ACTIVITY: Examine each line of the data. Copy the line if it includes the word "main".

=== SUPPLIED INFORMATION ===

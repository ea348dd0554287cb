//! Audio sink: encodes the assembled timeline to its output container.
//!
//! The main track is written to a sibling `.part` path and renamed into place
//! on success, so a failed run never leaves a partial file at the destination.

use std::fs;
use std::io::{Seek, Write};
use std::path::{Path, PathBuf};

use crate::error::{ConvertError, ConvertResult};
use crate::types::{ClipKind, OutputFormat, Timeline};

/// Concatenate the timeline's clips sample-accurately and write the track.
///
/// An empty timeline yields a minimal valid zero-duration file.
pub fn write_track(timeline: &Timeline, path: &Path, format: OutputFormat) -> ConvertResult<()> {
    match format {
        OutputFormat::Wav => write_wav(timeline, path),
    }
}

/// Persist one clip's samples as a standalone file (per-cue clip output).
pub fn write_clip(samples: &[f32], sample_rate: u32, path: &Path) -> ConvertResult<()> {
    let mut writer = hound::WavWriter::create(path, wav_spec(sample_rate)).map_err(hound_error)?;
    write_samples(&mut writer, samples)?;
    writer.finalize().map_err(hound_error)
}

/// Persist each spoken clip (silence excluded) as `<stem>_clip_NNNN.<ext>`
/// next to the main output, numbered by source cue index. Returns how many
/// clip files were written.
pub fn write_clips(timeline: &Timeline, output: &Path, format: OutputFormat) -> ConvertResult<usize> {
    let stem = output
        .file_stem()
        .and_then(|s| s.to_str())
        .unwrap_or("track");
    let mut written = 0usize;
    for clip in &timeline.clips {
        if let ClipKind::Speech { cue_index } = &clip.kind {
            let name = format!("{stem}_clip_{cue_index:04}.{}", format.extension());
            write_clip(&clip.samples, timeline.sample_rate, &output.with_file_name(name))?;
            written += 1;
        }
    }
    Ok(written)
}

fn write_wav(timeline: &Timeline, path: &Path) -> ConvertResult<()> {
    let staging = staging_path(path);
    if let Err(err) = write_wav_to(timeline, &staging) {
        let _ = fs::remove_file(&staging);
        return Err(err);
    }
    if let Err(err) = fs::rename(&staging, path) {
        let _ = fs::remove_file(&staging);
        return Err(err.into());
    }
    Ok(())
}

fn write_wav_to(timeline: &Timeline, staging: &Path) -> ConvertResult<()> {
    let mut writer =
        hound::WavWriter::create(staging, wav_spec(timeline.sample_rate)).map_err(hound_error)?;
    for clip in &timeline.clips {
        write_samples(&mut writer, &clip.samples)?;
    }
    writer.finalize().map_err(hound_error)
}

fn wav_spec(sample_rate: u32) -> hound::WavSpec {
    hound::WavSpec {
        channels: 1,
        sample_rate,
        bits_per_sample: 16,
        sample_format: hound::SampleFormat::Int,
    }
}

fn write_samples<W: Write + Seek>(
    writer: &mut hound::WavWriter<W>,
    samples: &[f32],
) -> ConvertResult<()> {
    for &sample in samples {
        // Clamp to [-1.0, 1.0] and scale to i16 range
        let scaled = (sample.clamp(-1.0, 1.0) * 32767.0) as i16;
        writer.write_sample(scaled).map_err(hound_error)?;
    }
    Ok(())
}

fn hound_error(err: hound::Error) -> ConvertError {
    match err {
        hound::Error::IoError(io) => ConvertError::Io(io),
        other => ConvertError::encoding(other.to_string()),
    }
}

fn staging_path(path: &Path) -> PathBuf {
    let mut name = path
        .file_name()
        .map(|n| n.to_os_string())
        .unwrap_or_else(|| "track".into());
    name.push(".part");
    path.with_file_name(name)
}

#[cfg(test)]
mod tests {
    use super::*;
    use crate::types::{ClipKind, TimelineClip};

    fn timeline_with(samples: Vec<f32>) -> Timeline {
        let mut timeline = Timeline::new(24_000);
        timeline.push(TimelineClip {
            samples,
            kind: ClipKind::Speech { cue_index: 1 },
        });
        timeline
    }

    #[test]
    fn writes_track_and_removes_staging_file() {
        let dir = tempfile::tempdir().unwrap();
        let out = dir.path().join("track.wav");

        let timeline = timeline_with(vec![0.25; 2_400]);
        write_track(&timeline, &out, OutputFormat::Wav).unwrap();

        assert!(out.exists());
        assert!(!staging_path(&out).exists());

        let reader = hound::WavReader::open(&out).unwrap();
        assert_eq!(reader.spec().sample_rate, 24_000);
        assert_eq!(reader.len(), 2_400);
    }

    #[test]
    fn empty_timeline_produces_valid_zero_duration_file() {
        let dir = tempfile::tempdir().unwrap();
        let out = dir.path().join("empty.wav");

        write_track(&Timeline::new(24_000), &out, OutputFormat::Wav).unwrap();

        let reader = hound::WavReader::open(&out).unwrap();
        assert_eq!(reader.len(), 0);
    }

    #[test]
    fn unwritable_destination_leaves_no_output() {
        let dir = tempfile::tempdir().unwrap();
        let out = dir.path().join("missing").join("track.wav");

        let err = write_track(&timeline_with(vec![0.0; 10]), &out, OutputFormat::Wav).unwrap_err();
        assert!(matches!(err, ConvertError::Io(_)));
        assert!(!out.exists());
    }

    #[test]
    fn destination_blocked_by_directory_leaves_no_staging_file() {
        let dir = tempfile::tempdir().unwrap();
        let out = dir.path().join("track.wav");
        fs::create_dir(&out).unwrap();

        let err = write_track(&timeline_with(vec![0.0; 10]), &out, OutputFormat::Wav).unwrap_err();
        assert!(matches!(err, ConvertError::Io(_)));
        assert!(!staging_path(&out).exists());
    }

    #[test]
    fn write_clips_numbers_speech_by_cue_index_and_skips_silence() {
        let dir = tempfile::tempdir().unwrap();
        let out = dir.path().join("track.wav");

        let mut timeline = Timeline::new(8_000);
        timeline.push(TimelineClip {
            samples: vec![0.1; 800],
            kind: ClipKind::Speech { cue_index: 2 },
        });
        timeline.push(TimelineClip {
            samples: vec![0.0; 400],
            kind: ClipKind::Silence,
        });
        timeline.push(TimelineClip {
            samples: vec![0.2; 1_600],
            kind: ClipKind::Speech { cue_index: 5 },
        });

        let written = write_clips(&timeline, &out, OutputFormat::Wav).unwrap();
        assert_eq!(written, 2);

        let first = hound::WavReader::open(dir.path().join("track_clip_0002.wav")).unwrap();
        assert_eq!(first.spec().sample_rate, 8_000);
        assert_eq!(first.len(), 800);
        assert!(dir.path().join("track_clip_0005.wav").exists());

        let names: Vec<String> = fs::read_dir(dir.path())
            .unwrap()
            .map(|e| e.unwrap().file_name().to_string_lossy().into_owned())
            .collect();
        assert_eq!(names.len(), 2);
    }

    #[test]
    fn clips_round_trip_through_wav() {
        let dir = tempfile::tempdir().unwrap();
        let out = dir.path().join("clip_0001.wav");

        write_clip(&[0.5, -0.5, 0.0], 16_000, &out).unwrap();

        let reader = hound::WavReader::open(&out).unwrap();
        let samples: Vec<i16> = reader.into_samples().map(|s| s.unwrap()).collect();
        assert_eq!(samples.len(), 3);
        assert_eq!(samples[0], 16_383);
        assert_eq!(samples[2], 0);
    }
}
//! Core types for the subvox conversion pipeline

use std::time::Duration;

use anyhow::{ensure, Result};
use clap::ValueEnum;
use serde::Deserialize;

/// One subtitle entry: a timed block of spoken text.
///
/// Empty or whitespace-only text is an explicit silence request covering the
/// cue's nominal window; it must never reach the synthesizer.
#[derive(Debug, Clone, PartialEq, Eq)]
pub struct Cue {
    /// 1-based block number from the subtitle source.
    pub index: usize,
    /// Offset of the cue from the track origin.
    pub start: Duration,
    /// End offset; always `>= start`.
    pub end: Duration,
    pub text: String,
}

impl Cue {
    /// Duration the cue claims on the timeline (`end - start`).
    pub fn nominal_window(&self) -> Duration {
        self.end.saturating_sub(self.start)
    }

    /// True when this cue asks for silence instead of speech.
    pub fn is_silence_request(&self) -> bool {
        self.text.trim().is_empty()
    }
}

/// A synthesized audio segment: decoded mono PCM in [-1.0, 1.0].
///
/// The rendered duration (`samples.len() / sample_rate`) is whatever the
/// synthesizer produced and may differ from the cue's nominal window.
#[derive(Debug, Clone)]
pub struct RenderedClip {
    pub samples: Vec<f32>,
    pub sample_rate: u32,
}

impl RenderedClip {
    pub fn duration(&self) -> Duration {
        duration_for_samples(self.samples.len(), self.sample_rate)
    }
}

/// What a timeline clip carries.
#[derive(Debug, Clone, PartialEq, Eq)]
pub enum ClipKind {
    /// Synthesized speech for the cue at this source index.
    Speech { cue_index: usize },
    Silence,
}

/// One segment of the assembled track, already at the timeline's sample rate.
#[derive(Debug, Clone)]
pub struct TimelineClip {
    pub samples: Vec<f32>,
    pub kind: ClipKind,
}

/// The ordered concatenation of clips forming the final track.
///
/// All clips share one sample rate, so positions and durations are exact
/// sample counts rather than accumulated floats.
#[derive(Debug, Clone)]
pub struct Timeline {
    pub sample_rate: u32,
    pub clips: Vec<TimelineClip>,
}

impl Timeline {
    pub fn new(sample_rate: u32) -> Self {
        Self {
            sample_rate,
            clips: Vec::new(),
        }
    }

    pub fn push(&mut self, clip: TimelineClip) {
        self.clips.push(clip);
    }

    pub fn is_empty(&self) -> bool {
        self.clips.is_empty()
    }

    pub fn total_samples(&self) -> usize {
        self.clips.iter().map(|c| c.samples.len()).sum()
    }

    pub fn duration(&self) -> Duration {
        duration_for_samples(self.total_samples(), self.sample_rate)
    }
}

/// Content column of a history row.
#[derive(Debug, Clone, PartialEq, Eq)]
pub enum HistoryContent {
    Speech(String),
    Silence,
    SynthesisFailed,
}

impl HistoryContent {
    /// Marker string written to the history log.
    pub fn as_field(&self) -> &str {
        match self {
            Self::Speech(text) => text,
            Self::Silence => "<silence>",
            Self::SynthesisFailed => "<synthesis-failed>",
        }
    }
}

/// One append-only history entry: where a clip landed and how long it ran.
#[derive(Debug, Clone, PartialEq, Eq)]
pub struct HistoryRecord {
    pub start: Duration,
    pub duration: Duration,
    pub content: HistoryContent,
}

/// How to react when rendered speech has already overrun a cue's start.
#[derive(Debug, Clone, Copy, PartialEq, Eq, Deserialize, ValueEnum)]
pub enum OverlapPolicy {
    /// Never rewind; keep going at the current cursor and let gaps resync later.
    #[serde(rename = "drift")]
    #[value(name = "drift")]
    DriftForward,
    /// Trim the tail of the previous clip back to the new cue's start.
    #[serde(rename = "truncate")]
    #[value(name = "truncate")]
    TruncatePrevious,
}

/// What to do when a cue's synthesis exhausts its retry budget.
#[derive(Debug, Clone, Copy, PartialEq, Eq, Deserialize, ValueEnum)]
pub enum SynthesisFallback {
    /// Insert silence covering the cue's nominal window and log the failure.
    #[serde(rename = "silence")]
    #[value(name = "silence")]
    SubstituteSilence,
    /// Fail the whole run.
    #[serde(rename = "abort")]
    #[value(name = "abort")]
    Abort,
}

/// Output container tag.
#[derive(Debug, Clone, Copy, PartialEq, Eq, Deserialize, ValueEnum)]
pub enum OutputFormat {
    #[serde(rename = "wav")]
    #[value(name = "wav")]
    Wav,
}

impl OutputFormat {
    pub fn extension(&self) -> &'static str {
        match self {
            Self::Wav => "wav",
        }
    }
}

/// Fully resolved settings for one conversion run.
#[derive(Debug, Clone)]
pub struct ConversionProfile {
    /// Voice/locale tag passed to the synthesizer (e.g. "en", "pt-BR").
    pub language: String,
    pub output_format: OutputFormat,
    /// Persist each spoken clip (silence excluded) next to the main output.
    pub save_individual_clips: bool,
    /// Timeline sample rate; every clip is conformed to it.
    pub sample_rate: u32,
    /// Retry budget per synthesis call, beyond the first attempt.
    pub max_retries: u32,
    pub on_failure: SynthesisFallback,
    pub overlap: OverlapPolicy,
}

impl ConversionProfile {
    /// Merge CLI overrides over a runtime profile over built-in defaults.
    pub fn resolve(overrides: ProfileOverrides, runtime: Option<&RuntimeProfile>) -> Self {
        fn pick<T: Copy>(cli: Option<T>, run: Option<T>, default: T) -> T {
            cli.or(run).unwrap_or(default)
        }
        Self {
            language: overrides
                .language
                .or_else(|| runtime.and_then(|r| r.language.clone()))
                .unwrap_or_else(|| "en".to_string()),
            output_format: pick(
                overrides.output_format,
                runtime.and_then(|r| r.output_format),
                OutputFormat::Wav,
            ),
            save_individual_clips: pick(
                overrides.save_individual_clips,
                runtime.and_then(|r| r.save_individual_clips),
                false,
            ),
            sample_rate: pick(
                overrides.sample_rate,
                runtime.and_then(|r| r.sample_rate),
                24_000,
            ),
            max_retries: pick(overrides.max_retries, runtime.and_then(|r| r.max_retries), 3),
            on_failure: pick(
                overrides.on_failure,
                runtime.and_then(|r| r.on_failure),
                SynthesisFallback::Abort,
            ),
            overlap: pick(
                overrides.overlap,
                runtime.and_then(|r| r.overlap),
                OverlapPolicy::DriftForward,
            ),
        }
    }
}

/// Settings taken from the command line; `None` means "not given".
#[derive(Debug, Clone, Default)]
pub struct ProfileOverrides {
    pub language: Option<String>,
    pub output_format: Option<OutputFormat>,
    pub save_individual_clips: Option<bool>,
    pub sample_rate: Option<u32>,
    pub max_retries: Option<u32>,
    pub on_failure: Option<SynthesisFallback>,
    pub overlap: Option<OverlapPolicy>,
}

/// Runtime-configurable profile parsed from JSON input.
#[derive(Debug, Clone, Default, Deserialize)]
pub struct RuntimeProfile {
    #[serde(default, alias = "lang", alias = "voice")]
    pub language: Option<String>,
    #[serde(default, alias = "format")]
    pub output_format: Option<OutputFormat>,
    #[serde(default, alias = "save_clips", alias = "saveClips")]
    pub save_individual_clips: Option<bool>,
    #[serde(default, alias = "sampleRate")]
    pub sample_rate: Option<u32>,
    #[serde(default, alias = "maxRetries", alias = "retries")]
    pub max_retries: Option<u32>,
    #[serde(default, alias = "onFailure")]
    pub on_failure: Option<SynthesisFallback>,
    #[serde(default)]
    pub overlap: Option<OverlapPolicy>,
}

impl RuntimeProfile {
    pub fn validate(&self) -> Result<()> {
        if let Some(rate) = self.sample_rate {
            ensure!(rate > 0, "Profile sample_rate must be positive");
        }
        if let Some(language) = &self.language {
            ensure!(
                !language.trim().is_empty(),
                "Profile language must not be empty"
            );
        }
        Ok(())
    }
}

/// Convert a duration to a whole sample count at `sample_rate`, rounding to
/// the nearest sample.
pub fn samples_for_duration(duration: Duration, sample_rate: u32) -> usize {
    (duration.as_secs_f64() * sample_rate as f64).round() as usize
}

/// Exact duration covered by `samples` at `sample_rate`.
pub fn duration_for_samples(samples: usize, sample_rate: u32) -> Duration {
    Duration::from_secs_f64(samples as f64 / sample_rate as f64)
}

#[cfg(test)]
mod tests {
    use super::*;

    #[test]
    fn sample_conversions_round_trip() {
        let duration = Duration::from_millis(1_500);
        let samples = samples_for_duration(duration, 24_000);
        assert_eq!(samples, 36_000);
        assert_eq!(duration_for_samples(samples, 24_000), duration);
    }

    #[test]
    fn whitespace_text_is_a_silence_request() {
        let cue = Cue {
            index: 1,
            start: Duration::from_secs(5),
            end: Duration::from_secs(8),
            text: "   ".to_string(),
        };
        assert!(cue.is_silence_request());
        assert_eq!(cue.nominal_window(), Duration::from_secs(3));
    }

    #[test]
    fn profile_resolution_prefers_cli_then_runtime() {
        let runtime: RuntimeProfile = serde_json::from_str(
            r#"{"language": "pt-BR", "sample_rate": 16000, "on_failure": "silence"}"#,
        )
        .unwrap();
        runtime.validate().unwrap();

        let overrides = ProfileOverrides {
            sample_rate: Some(48_000),
            ..Default::default()
        };
        let profile = ConversionProfile::resolve(overrides, Some(&runtime));
        assert_eq!(profile.language, "pt-BR");
        assert_eq!(profile.sample_rate, 48_000);
        assert_eq!(profile.on_failure, SynthesisFallback::SubstituteSilence);
        assert_eq!(profile.overlap, OverlapPolicy::DriftForward);
    }

    #[test]
    fn profile_rejects_zero_sample_rate() {
        let runtime: RuntimeProfile = serde_json::from_str(r#"{"sample_rate": 0}"#).unwrap();
        assert!(runtime.validate().is_err());
    }

    #[test]
    fn timeline_duration_sums_clips() {
        let mut timeline = Timeline::new(1_000);
        timeline.push(TimelineClip {
            samples: vec![0.0; 500],
            kind: ClipKind::Silence,
        });
        timeline.push(TimelineClip {
            samples: vec![0.1; 1_500],
            kind: ClipKind::Speech { cue_index: 1 },
        });
        assert_eq!(timeline.total_samples(), 2_000);
        assert_eq!(timeline.duration(), Duration::from_secs(2));
    }
}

===

RESULT:
//! The main track is written to a sibling `.part` path and renamed into place
/// next to the main output, numbered by source cue index. Returns how many
    /// Persist each spoken clip (silence excluded) next to the main output.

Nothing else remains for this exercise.